5G has the potential to drive advancements in smart machinery as well as smart manufacturing. Thinking even bigger, 5G could enable IoT to run virtually instantaneous traffic analyses, improve security and public safety and possibly enable remote surgery.


- Driving Global Adoption and Deployment of IPv6

The future of the Internet depends on the continued growth of a solid, healthy, and secured underlying global network infrastructure supporting the demand for the next generation of the Internet using IPv6 (Internet Protocol version 6) as its communication protocol. The future of the Internet is depending on the global successful adoption of IPv6. 

In the era of Internet of Things (IoT) and blockchain, it has become increasingly obvious that without the extensive global adoption and successful deployment of IPv6 as the primary version of the Internet Protocol (IP), if not the only version of IP completely replacing IPv4, not only the future deployment and growth of IoT and other technological innovations relying on the support of the Internet are impossible, but the future of the Internet itself is at stake. 

In order to support the rapid new development and the worldwide adoption of IoT as well as the continued growth of M2M technology and its large scale applications in the future, a global adoption and deployment of the Internet Protocol Version 6 (IPv6) are required because all of the sensors and machine-readable identifiers needed to make the Internet of Things a reality will need an extremely large address space. 

Consequently, the future success of M2M, as an integral part of the IoT, will largely be determined by the successful global adoption of IPv6.


- Artificial Intelligence of Things (AIoT)

IoT is creating massive amounts of data. From health information to environmental conditions to warehouse and logistics data, IoT devices regularly generate far more data than anyone can process or utilize in a productive manner. Fortunately, there is a solution: AI in the form of big data. IoT requires AI. Over time, AI systems can learn the most important patterns and trends. It can identify when a specific event occurs that requires human intervention. It can sense security breaches and stop them before they become a crisis. In short, for IoT to reach its full potential, it needs artificial intelligence.

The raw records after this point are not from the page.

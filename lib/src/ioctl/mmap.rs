//! Mapping of MMAP planes and shared memory into our address space.
use std::num::NonZeroUsize;
use std::ops::{Deref, DerefMut};
use std::os::unix::io::AsFd;
use std::ptr::NonNull;

use log::error;
use nix::errno::Errno;
use nix::libc::{c_void, off_t};
use nix::sys::mman::{self, MapFlags, ProtFlags};
use thiserror::Error;

/// A read-write shared mapping, unmapped when dropped.
pub struct PlaneMapping {
    // Valid until munmap() is called in drop().
    data: &'static mut [u8],
}

impl PlaneMapping {
    pub fn size(&self) -> usize {
        self.data.len()
    }
}

impl Deref for PlaneMapping {
    type Target = [u8];

    fn deref(&self) -> &[u8] {
        self.data
    }
}

impl DerefMut for PlaneMapping {
    fn deref_mut(&mut self) -> &mut [u8] {
        self.data
    }
}

impl Drop for PlaneMapping {
    fn drop(&mut self) {
        let len = self.data.len();
        let addr = NonNull::from(&mut *self.data).cast::<c_void>();
        // SAFETY: the address and length are those returned by mmap().
        if let Err(e) = unsafe { mman::munmap(addr, len) } {
            error!("Failed to unmap plane of {} bytes: {}", len, e);
        }
    }
}

#[derive(Debug, Error)]
pub enum MmapError {
    #[error("plane has a length of zero")]
    ZeroLength,
    #[error("ioctl error: {0}")]
    IoctlError(#[from] Errno),
}

impl From<MmapError> for Errno {
    fn from(err: MmapError) -> Self {
        match err {
            MmapError::ZeroLength => Errno::EINVAL,
            MmapError::IoctlError(e) => e,
        }
    }
}

/// Map `length` bytes of `fd` at `offset`. For device planes, `offset` is the `mem_offset`
/// reported by `VIDIOC_QUERYBUF`.
pub fn mmap(fd: &impl AsFd, offset: u32, length: u32) -> Result<PlaneMapping, MmapError> {
    let len = NonZeroUsize::new(length as usize).ok_or(MmapError::ZeroLength)?;
    // SAFETY: we map a fresh area chosen by the kernel, nothing else aliases it.
    let addr = unsafe {
        mman::mmap(
            None,
            len,
            ProtFlags::PROT_READ | ProtFlags::PROT_WRITE,
            MapFlags::MAP_SHARED,
            fd,
            offset as off_t,
        )
    }?;

    // SAFETY: `addr` points to `len` mapped bytes that live until the mapping is dropped.
    let data = unsafe { std::slice::from_raw_parts_mut(addr.cast::<u8>().as_ptr(), len.get()) };
    Ok(PlaneMapping { data })
}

IoT allows devices to communicate with each other and act on those insights. These devices are only as good as the data they provide. To be useful for decision-making, data needs to be collected, stored, processed, and analyzed. This creates challenges for organizations. As IoT applications increase, businesses are struggling to efficiently process data and use it for real-world decision making and insights. 

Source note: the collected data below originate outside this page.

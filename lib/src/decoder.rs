//! Decoding context.
//!
//! A [`Decoder`] owns an opened MFC decoder node and its two buffer pools: the input pool
//! receives compressed bitstream, the output pool returns decoded frames. The output pool can
//! run in dynamic DPB mode, in which decoded picture buffers are provided by the client with
//! extension enqueues and the driver reports through a shared [`ReleaseTable`] when it stops
//! referencing them.
use std::os::unix::io::{AsRawFd, OwnedFd};
use std::path::PathBuf;
use std::sync::Arc;

use log::{debug, error, warn};

use crate::bindings;
use crate::device::{DeviceConfig, MfcDevice, V4l2Device};
use crate::dpb::{ReleaseTable, VIDEO_BUFFER_MAX_NUM};
use crate::error::{VideoError, VideoResult};
use crate::format::Geometry;
use crate::ioctl::{DqBuffer, ExtControl};
use crate::memory::MemoryType;
use crate::ops::{CodecOps, OpsCaps, OpsInfo};
use crate::pool::buffer::{Buffer, DecodeStatus, FrameType};
use crate::pool::direction::{Direction, Input, Output};
use crate::pool::{BufferPool, PoolConfig};

pub const DEFAULT_DECODER_DEVICE: &str = "/dev/video6";
/// Environment variable overriding the decoder node.
pub const DECODER_DEVICE_ENV: &str = "EXYNOS_MFC_DEC_DEVICE";
/// Optional operations decoders support.
pub const DECODER_CAPS: OpsCaps = OpsCaps::DYNAMIC_DPB
    .union(OpsCaps::FRAME_PACKING)
    .union(OpsCaps::EXTENSION_OUTPUT);
const DEFAULT_POLL_TIMEOUT_MS: i32 = 25;

const INPUT_PLANES: usize = 1;
const OUTPUT_PLANES: usize = 2;

/// Options of a decoding context.
#[derive(Debug, Clone, PartialEq, Eq)]
pub struct DecoderConfig {
    pub device: DeviceConfig,
    /// Kind of memory clients provide to shared pools.
    pub memory: MemoryType,
}

impl Default for DecoderConfig {
    fn default() -> Self {
        DecoderConfig {
            device: DeviceConfig::new(DEFAULT_DECODER_DEVICE)
                .poll_timeout_ms(DEFAULT_POLL_TIMEOUT_MS),
            memory: MemoryType::DmaBuf,
        }
    }
}

impl DecoderConfig {
    /// Default configuration, with the node taken from [`DECODER_DEVICE_ENV`] if it is set.
    pub fn from_env() -> Self {
        let config = Self::default();
        DecoderConfig {
            device: config.device.path_from_env(DECODER_DEVICE_ENV),
            ..config
        }
    }

    pub fn path<P: Into<PathBuf>>(self, path: P) -> Self {
        DecoderConfig {
            device: DeviceConfig {
                path: path.into(),
                ..self.device
            },
            ..self
        }
    }

    pub fn memory(self, memory: MemoryType) -> Self {
        DecoderConfig { memory, ..self }
    }

    pub fn poll_timeout_ms(self, timeout_ms: i32) -> Self {
        DecoderConfig {
            device: self.device.poll_timeout_ms(timeout_ms),
            ..self
        }
    }

    pub fn non_blocking_dqbuf(self) -> Self {
        DecoderConfig {
            device: self.device.non_blocking_dqbuf(),
            ..self
        }
    }
}

/// Stereo frame packing arrangement reported by the stream's SEI messages.
#[derive(Debug, Clone, Copy, PartialEq, Eq, Default)]
pub struct FramePacking {
    pub available: bool,
    pub arrangement_id: u32,
    pub arrangement_cancel: bool,
    pub arrangement_type: u8,
    pub quincunx_sampling: bool,
    pub content_interpretation_type: u8,
    pub spatial_flipping: bool,
    pub frame0_flipped: bool,
    pub field_views: bool,
    pub current_frame_is_frame0: bool,
    pub frame0_grid_pos_x: u8,
    pub frame0_grid_pos_y: u8,
    pub frame1_grid_pos_x: u8,
    pub frame1_grid_pos_y: u8,
}

impl FramePacking {
    /// Decode the values of the four SEI frame packing controls.
    pub fn from_controls(available: i32, arrangement_id: i32, info: i32, grid_pos: i32) -> Self {
        let bit = |n: u32| info & (1 << n) != 0;
        let nibble = |n: u32| ((grid_pos >> n) & 0xf) as u8;

        FramePacking {
            available: available != 0,
            arrangement_id: arrangement_id as u32,
            arrangement_cancel: bit(0),
            arrangement_type: ((info >> 1) & 0x3f) as u8,
            quincunx_sampling: bit(8),
            content_interpretation_type: ((info >> 9) & 0x3f) as u8,
            spatial_flipping: bit(15),
            frame0_flipped: bit(16),
            field_views: bit(17),
            current_frame_is_frame0: bit(18),
            frame0_grid_pos_x: nibble(0),
            frame0_grid_pos_y: nibble(4),
            frame1_grid_pos_x: nibble(8),
            frame1_grid_pos_y: nibble(12),
        }
    }
}

/// Interpret the display status reported for a dequeued frame. `check_state` is only queried
/// when the status is ambiguous.
fn display_status<F: FnOnce() -> Option<i32>>(status: i32, check_state: F) -> DecodeStatus {
    match status {
        0 => DecodeStatus::DecodingOnly,
        1 => DecodeStatus::DisplayDecoding,
        2 => DecodeStatus::DisplayOnly,
        3 => match check_state() {
            Some(bindings::MFCSTATE_DEC_RES_DETECT) => DecodeStatus::ResolutionChanged,
            _ => DecodeStatus::DecodingFinished,
        },
        _ => DecodeStatus::Unknown,
    }
}

fn check_state<Dev: MfcDevice + ?Sized>(device: &Dev) -> Option<i32> {
    device
        .g_ctrl(bindings::V4L2_CID_MPEG_MFC51_VIDEO_CHECK_STATE)
        .map_err(|e| warn!("Cannot read decoder state: {}", e))
        .ok()
}

fn on_output_dequeue<Dev: MfcDevice>(device: &Dev, buffer: &mut Buffer, dqbuf: &DqBuffer) {
    let status = match device.g_ctrl(bindings::V4L2_CID_MPEG_MFC51_VIDEO_DISPLAY_STATUS) {
        Ok(status) => display_status(status, || check_state(device)),
        Err(e) => {
            warn!("Cannot read display status of buffer {}: {}", dqbuf.index, e);
            DecodeStatus::Unknown
        }
    };
    buffer.set_status(status);
    buffer.set_frame_type(FrameType::from(dqbuf.flags));
}

fn on_output_qbuf_error<Dev: MfcDevice>(device: &Dev, err: VideoError) -> VideoError {
    match check_state(device) {
        Some(bindings::MFCSTATE_DEC_RES_DETECT) => {
            debug!("Resolution change detected, frame buffers must be reallocated");
            VideoError::WrongBufferSize
        }
        _ => err,
    }
}

/// A decoding context.
pub struct Decoder<Dev: MfcDevice = V4l2Device> {
    device: Arc<Dev>,
    input: BufferPool<Input, Dev>,
    output: BufferPool<Output, Dev>,
}

impl Decoder<V4l2Device> {
    /// Open the decoder node described by `config`.
    pub fn open(config: &DecoderConfig) -> VideoResult<Self> {
        let device = V4l2Device::open(&config.device)?;
        Self::new(Arc::new(device), config)
    }
}

impl<Dev: MfcDevice> Decoder<Dev> {
    /// Create a context over `device`, with a newly allocated release table.
    pub fn new(device: Arc<Dev>, config: &DecoderConfig) -> VideoResult<Self> {
        let table = ReleaseTable::new()?;
        Ok(Self::with_release_table(device, config, table))
    }

    /// Create a context over `device`, sharing release descriptors through the memory of `fd`.
    pub fn with_release_fd(
        device: Arc<Dev>,
        config: &DecoderConfig,
        fd: OwnedFd,
    ) -> VideoResult<Self> {
        let table = ReleaseTable::from_fd(fd).map_err(|e| {
            error!("Cannot map DPB release table: {}", e);
            VideoError::Init(format!("cannot map DPB release table: {}", e))
        })?;
        Ok(Self::with_release_table(device, config, table))
    }

    fn with_release_table(device: Arc<Dev>, config: &DecoderConfig, table: ReleaseTable) -> Self {
        let timeout = config.device.poll_timeout_ms;
        let input = BufferPool::new(
            Arc::clone(&device),
            PoolConfig::new(INPUT_PLANES, config.memory).poll_timeout(timeout, None),
        );
        let output = BufferPool::new(
            Arc::clone(&device),
            PoolConfig::new(OUTPUT_PLANES, config.memory)
                .default_count(VIDEO_BUFFER_MAX_NUM as u32)
                .track_references()
                .poll_timeout(timeout, None)
                .on_dequeue(on_output_dequeue::<Dev>)
                .on_extension_qbuf_error(on_output_qbuf_error::<Dev>),
        );
        output.attach_release_table(table);

        Decoder {
            device,
            input,
            output,
        }
    }

    pub fn device(&self) -> &Arc<Dev> {
        &self.device
    }

    /// Pool receiving the bitstream.
    pub fn input(&self) -> &BufferPool<Input, Dev> {
        &self.input
    }

    /// Pool returning the decoded frames.
    pub fn output(&self) -> &BufferPool<Output, Dev> {
        &self.output
    }

    fn set_control(&self, id: u32, value: i32) -> VideoResult<()> {
        self.device.s_ctrl(id, value).map_err(|e| {
            error!("Failed to set control {:#x} to {}: {}", id, value, e);
            e
        })?;
        Ok(())
    }

    /// Tag the next frames submitted to the input pool.
    pub fn set_frame_tag(&self, tag: i32) -> VideoResult<()> {
        self.set_control(bindings::V4L2_CID_MPEG_MFC51_VIDEO_FRAME_TAG, tag)
    }

    /// Tag of the last decoded frame, or -1 if it cannot be read.
    pub fn get_frame_tag(&self) -> i32 {
        self.device
            .g_ctrl(bindings::V4L2_CID_MPEG_MFC51_VIDEO_FRAME_TAG)
            .unwrap_or_else(|e| {
                warn!("Cannot read frame tag: {}", e);
                -1
            })
    }

    /// Minimum number of output buffers the stream requires.
    pub fn get_actual_buffer_count(&self) -> VideoResult<u32> {
        let count = self.device.g_ctrl(bindings::V4L2_CID_MIN_BUFFERS_FOR_CAPTURE)?;
        Ok(count.max(0) as u32)
    }

    pub fn set_display_delay(&self, delay: i32) -> VideoResult<()> {
        self.set_control(
            bindings::V4L2_CID_MPEG_MFC51_VIDEO_DECODER_H264_DISPLAY_DELAY,
            delay,
        )
    }

    /// Return frames as soon as they are decoded, instead of in display order.
    pub fn set_immediate_display(&self) -> VideoResult<()> {
        self.set_display_delay(0)
    }

    /// Only decode I frames.
    pub fn set_i_frame_decoding(&self) -> VideoResult<()> {
        self.set_control(bindings::V4L2_CID_MPEG_MFC51_VIDEO_I_FRAME_DECODING, 1)
    }

    pub fn enable_packed_pb(&self) -> VideoResult<()> {
        self.set_control(bindings::V4L2_CID_MPEG_MFC51_VIDEO_PACKED_PB, 1)
    }

    /// Enable the MPEG4 deblocking filter.
    pub fn enable_loop_filter(&self) -> VideoResult<()> {
        self.set_control(bindings::V4L2_CID_MPEG_VIDEO_DECODER_MPEG4_DEBLOCK_FILTER, 1)
    }

    pub fn enable_slice_mode(&self) -> VideoResult<()> {
        self.set_control(bindings::V4L2_CID_MPEG_VIDEO_DECODER_SLICE_INTERFACE, 1)
    }

    /// Parse the frame packing SEI messages of H.264 streams.
    pub fn enable_sei_parsing(&self) -> VideoResult<()> {
        self.set_control(bindings::V4L2_CID_MPEG_VIDEO_H264_SEI_FRAME_PACKING, 1)
    }

    pub fn get_frame_packing_info(&self) -> VideoResult<FramePacking> {
        let mut ctrls = [
            ExtControl::new(bindings::V4L2_CID_MPEG_VIDEO_H264_SEI_FP_AVAIL, 0),
            ExtControl::new(bindings::V4L2_CID_MPEG_VIDEO_H264_SEI_FP_ARRGMENT_ID, 0),
            ExtControl::new(bindings::V4L2_CID_MPEG_VIDEO_H264_SEI_FP_INFO, 0),
            ExtControl::new(bindings::V4L2_CID_MPEG_VIDEO_H264_SEI_FP_GRID_POS, 0),
        ];
        self.device
            .g_ext_ctrls(bindings::V4L2_CTRL_CLASS_MPEG, &mut ctrls)
            .map_err(|e| {
                error!("Cannot read frame packing information: {}", e);
                e
            })?;

        Ok(FramePacking::from_controls(
            ctrls[0].value,
            ctrls[1].value,
            ctrls[2].value,
            ctrls[3].value,
        ))
    }

    /// Let the client own the decoded picture buffers, and hand the release table to the
    /// driver.
    pub fn enable_dynamic_dpb(&self) -> VideoResult<()> {
        let fd = self
            .output
            .with_release_table(|table| table.as_raw_fd())
            .ok_or(VideoError::BadParam("no release table"))?;

        self.set_control(bindings::V4L2_CID_MPEG_MFC_SET_DYNAMIC_DPB_MODE, 1)?;
        self.set_control(bindings::V4L2_CID_MPEG_MFC_SET_USER_SHARED_HANDLE, fd)?;
        debug!("Dynamic DPB enabled, release table fd {}", fd);

        Ok(())
    }

    /// Set the coding and buffer size of the bitstream.
    pub fn set_input_geometry(&self, geometry: &Geometry) -> VideoResult<()> {
        self.device.s_fmt(Input::QUEUE, &geometry.bitstream_format())?;
        self.input.set_geometry(*geometry);
        Ok(())
    }

    /// Set the color format of the decoded frames.
    pub fn set_output_geometry(&self, geometry: &Geometry) -> VideoResult<()> {
        let format = crate::Format {
            pixelformat: geometry.color.pixel_format(),
            ..Default::default()
        };
        self.device.s_fmt(Output::QUEUE, &format)?;
        self.output.set_geometry(*geometry);
        Ok(())
    }

    /// Size and visible area of the decoded frames, as parsed from the stream by the driver.
    pub fn get_output_geometry(&self) -> VideoResult<Geometry> {
        let format = self.device.g_fmt(Output::QUEUE).map_err(|e| {
            error!("Cannot get frame format: {}", e);
            e
        })?;
        let crop = self.device.g_crop(Output::QUEUE)?;

        let geometry = Geometry {
            width: format.width,
            height: format.height,
            crop,
            num_planes: format.plane_fmt.len() as u32,
            ..self.output.geometry()
        };
        self.output.set_geometry(geometry);

        Ok(geometry)
    }
}

impl<Dev: MfcDevice> CodecOps for Decoder<Dev> {
    fn ops_info(&self) -> OpsInfo {
        OpsInfo::new(DECODER_CAPS)
    }
}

This is due to two issues: cloud and data transfer. The cloud cannot scale to handle all the data from IoT devices, and transferring data from IoT devices to the cloud is limited by bandwidth. Regardless of the size and complexity of the communication network, the sheer volume of data collected by IoT devices can cause delays and congestion. 

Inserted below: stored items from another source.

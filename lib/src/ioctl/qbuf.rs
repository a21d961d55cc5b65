//! `VIDIOC_QBUF` for the multiplanar queues.
use std::os::unix::io::{AsRawFd, RawFd};

use nix::errno::Errno;
use nix::libc::c_ulong;
use thiserror::Error;

use super::{mplane_buffer, BufferFlags, V4l2BufferPlanes};
use crate::memory::MemoryType;
use crate::QueueType;

/// Memory reference passed along with a plane.
#[derive(Debug, Clone, Copy, PartialEq, Eq)]
pub enum PlaneBacking {
    /// The device's own memory, designated by the buffer index.
    Mmap,
    UserPtr(usize),
    DmaBuf(RawFd),
}

/// One plane of a buffer to queue.
#[derive(Debug, Clone, Copy, PartialEq, Eq)]
pub struct QBufPlane {
    pub bytesused: u32,
    /// Size of the backing memory. Ignored for MMAP planes.
    pub length: u32,
    pub backing: PlaneBacking,
}

/// A buffer to queue, along with the memory backing each of its planes.
#[derive(Debug, Clone, PartialEq, Eq)]
pub struct QBuffer {
    pub index: u32,
    pub memory: MemoryType,
    pub flags: BufferFlags,
    pub planes: Vec<QBufPlane>,
}

#[doc(hidden)]
mod ioctl {
    use crate::bindings::v4l2_buffer;
    nix::ioctl_readwrite!(vidioc_qbuf, b'V', 15, v4l2_buffer);
}

#[derive(Debug, Error)]
pub enum QBufError {
    #[error("invalid number of planes specified for the buffer: {0}")]
    InvalidNumPlanes(usize),
    #[error("ioctl error: {0}")]
    IoctlError(Errno),
}

impl From<QBufError> for Errno {
    fn from(err: QBufError) -> Self {
        match err {
            QBufError::InvalidNumPlanes(_) => Errno::EINVAL,
            QBufError::IoctlError(e) => e,
        }
    }
}

/// Give `buffer` to the driver. All its planes must use the same memory type as the queue.
pub fn qbuf(fd: &impl AsRawFd, queue: QueueType, buffer: &QBuffer) -> Result<(), QBufError> {
    let mut planes = V4l2BufferPlanes::default();
    let num_planes = buffer.planes.len();
    if num_planes == 0 || num_planes > planes.len() {
        return Err(QBufError::InvalidNumPlanes(num_planes));
    }

    for (dst, src) in planes.iter_mut().zip(&buffer.planes) {
        dst.bytesused = src.bytesused;
        match src.backing {
            PlaneBacking::Mmap => continue,
            PlaneBacking::UserPtr(addr) => dst.m.userptr = addr as c_ulong,
            PlaneBacking::DmaBuf(fd) => dst.m.fd = fd,
        }
        dst.length = src.length;
    }

    let mut buf = mplane_buffer(queue, buffer.memory, &mut planes, num_planes);
    buf.index = buffer.index;
    buf.flags = buffer.flags.bits();

    // SAFETY: `buf` points to `planes`, which holds `num_planes` initialized entries.
    unsafe { ioctl::vidioc_qbuf(fd.as_raw_fd(), &mut buf) }.map_err(QBufError::IoctlError)?;

    Ok(())
}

Some IoT applications rely on fast, real-time decision-making, such as self-driving cars. To be effective and safe, self-driving cars need to process data and make instant decisions (just like humans do). They are not limited by latency, unreliable connections, and low bandwidth. 

Self-driving cars are far from the only IoT applications that rely on such quick decisions. Manufacturing already contains IoT devices, and delays or delays can affect processes or limit capacity in an emergency.

The convergence of AI and IoT can redefine how industries, commerce and economies work. AI-enabled IoT creates intelligent machines that can simulate intelligent behavior and support decision-making with little or no human intervention.